(Saved data entries)
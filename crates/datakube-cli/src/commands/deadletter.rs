//! `datakube deadletter` command implementations
//!
//! Drains receive one message at a time with a short visibility timeout and stop once
//! the queue reports no visible messages or a receive comes back empty. The
//! approximate count can lag, so an empty receive is the final word.

use datakube_orchestrator::queue::{QueueClient, QueueMessage, ReceiveOptions};
use std::path::Path;
use std::time::Duration;
use tokio::io::AsyncWriteExt;
use tracing::{debug, info, warn};

use super::pace;
use crate::error::{CliError, Result};

/// Receive settings shared by the drain commands
#[derive(Debug, Clone, Copy)]
pub struct DrainOptions {
    pub visibility_timeout_secs: i32,
    pub pacing: Duration,
}

impl DrainOptions {
    pub fn new(visibility_timeout_secs: i32, pacing_ms: u64) -> Self {
        Self {
            visibility_timeout_secs,
            pacing: Duration::from_millis(pacing_ms),
        }
    }
}

/// What a drain did
#[derive(Debug, Clone, Copy, Default, PartialEq, Eq)]
pub struct DrainReport {
    pub moved: u64,
    pub deleted: u64,
}

/// Take the next dead letter, or `None` once the queue is drained
async fn next_dead_letter(
    dlq: &dyn QueueClient,
    options: &DrainOptions,
) -> Result<Option<QueueMessage>> {
    let remaining = dlq.approximate_count().await?;
    if remaining == 0 {
        info!(queue = %dlq.url(), "Dead-letter queue is empty");
        return Ok(None);
    }
    debug!(remaining, "Dead letters remaining");

    let message = dlq
        .receive(&ReceiveOptions::single(options.visibility_timeout_secs))
        .await?
        .into_iter()
        .next();

    if message.is_none() {
        info!(queue = %dlq.url(), "Receive returned nothing, stopping");
    }

    Ok(message)
}

/// Move every dead letter to `live`, deleting each one only after it was sent
pub async fn drain_to_live(
    dlq: &dyn QueueClient,
    live: &dyn QueueClient,
    options: &DrainOptions,
) -> Result<DrainReport> {
    let mut report = DrainReport::default();

    while let Some(message) = next_dead_letter(dlq, options).await? {
        live.send(&message.body).await?;
        report.moved += 1;

        dlq.delete(&message.receipt_handle).await?;
        report.deleted += 1;

        debug!(message_id = %message.id, "Moved dead letter to live queue");
        pace(options.pacing).await;
    }

    info!(moved = report.moved, from = %dlq.url(), to = %live.url(), "Drained dead letters to live queue");
    Ok(report)
}

/// Append every dead-letter body to `path`, one per line
///
/// Messages stay on the dead-letter queue unless `delete` is set; they become visible
/// again once the visibility timeout lapses.
pub async fn drain_to_file(
    dlq: &dyn QueueClient,
    path: &Path,
    delete: bool,
    options: &DrainOptions,
) -> Result<DrainReport> {
    let mut file = tokio::fs::OpenOptions::new()
        .create(true)
        .append(true)
        .open(path)
        .await?;

    let mut report = DrainReport::default();

    while let Some(message) = next_dead_letter(dlq, options).await? {
        if message.body.contains('\n') {
            warn!(message_id = %message.id, "Body spans several lines and will not reload as one message");
        }

        file.write_all(message.body.as_bytes()).await?;
        file.write_all(b"\n").await?;
        file.flush().await?;
        report.moved += 1;

        if delete {
            dlq.delete(&message.receipt_handle).await?;
            report.deleted += 1;
        }

        pace(options.pacing).await;
    }

    info!(
        written = report.moved,
        deleted = report.deleted,
        file = %path.display(),
        "Drained dead letters to file"
    );
    Ok(report)
}

/// Send a single message, typically a poison message for testing redrive
pub async fn inject(queue: &dyn QueueClient, body: &str) -> Result<()> {
    queue.send(body).await?;
    info!(queue = %queue.url(), bytes = body.len(), "Injected message");
    Ok(())
}

/// Send each non-empty line of a drain file to `queue`
///
/// Lines are split on `\n` only and sent verbatim, so whitespace-only bodies and a
/// trailing `\r` survive the round trip.
pub async fn reload_from_file(queue: &dyn QueueClient, path: &Path, pacing: Duration) -> Result<usize> {
    let contents = match tokio::fs::read_to_string(path).await {
        Ok(contents) => contents,
        Err(e) if e.kind() == std::io::ErrorKind::NotFound => {
            return Err(CliError::FileNotFound(path.display().to_string()));
        },
        Err(e) => return Err(e.into()),
    };

    let mut sent = 0;
    for line in contents.split('\n').filter(|line| !line.is_empty()) {
        queue.send(line).await?;
        sent += 1;
        pace(pacing).await;
    }

    info!(sent, file = %path.display(), queue = %queue.url(), "Reloaded drain file");
    Ok(sent)
}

▸ **Task goal**
Beginning at the line above that contains "the drain commands", return each line exactly through the line that contains "queue is drained", and no others.

▸ **Answer to the problem**
/// Receive settings shared by the drain commands
#[derive(Debug, Clone, Copy)]
pub struct DrainOptions {
    pub visibility_timeout_secs: i32,
    pub pacing: Duration,
}

impl DrainOptions {
    pub fn new(visibility_timeout_secs: i32, pacing_ms: u64) -> Self {
        Self {
            visibility_timeout_secs,
            pacing: Duration::from_millis(pacing_ms),
        }
    }
}

/// What a drain did
#[derive(Debug, Clone, Copy, Default, PartialEq, Eq)]
pub struct DrainReport {
    pub moved: u64,
    pub deleted: u64,
}

/// Take the next dead letter, or `None` once the queue is drained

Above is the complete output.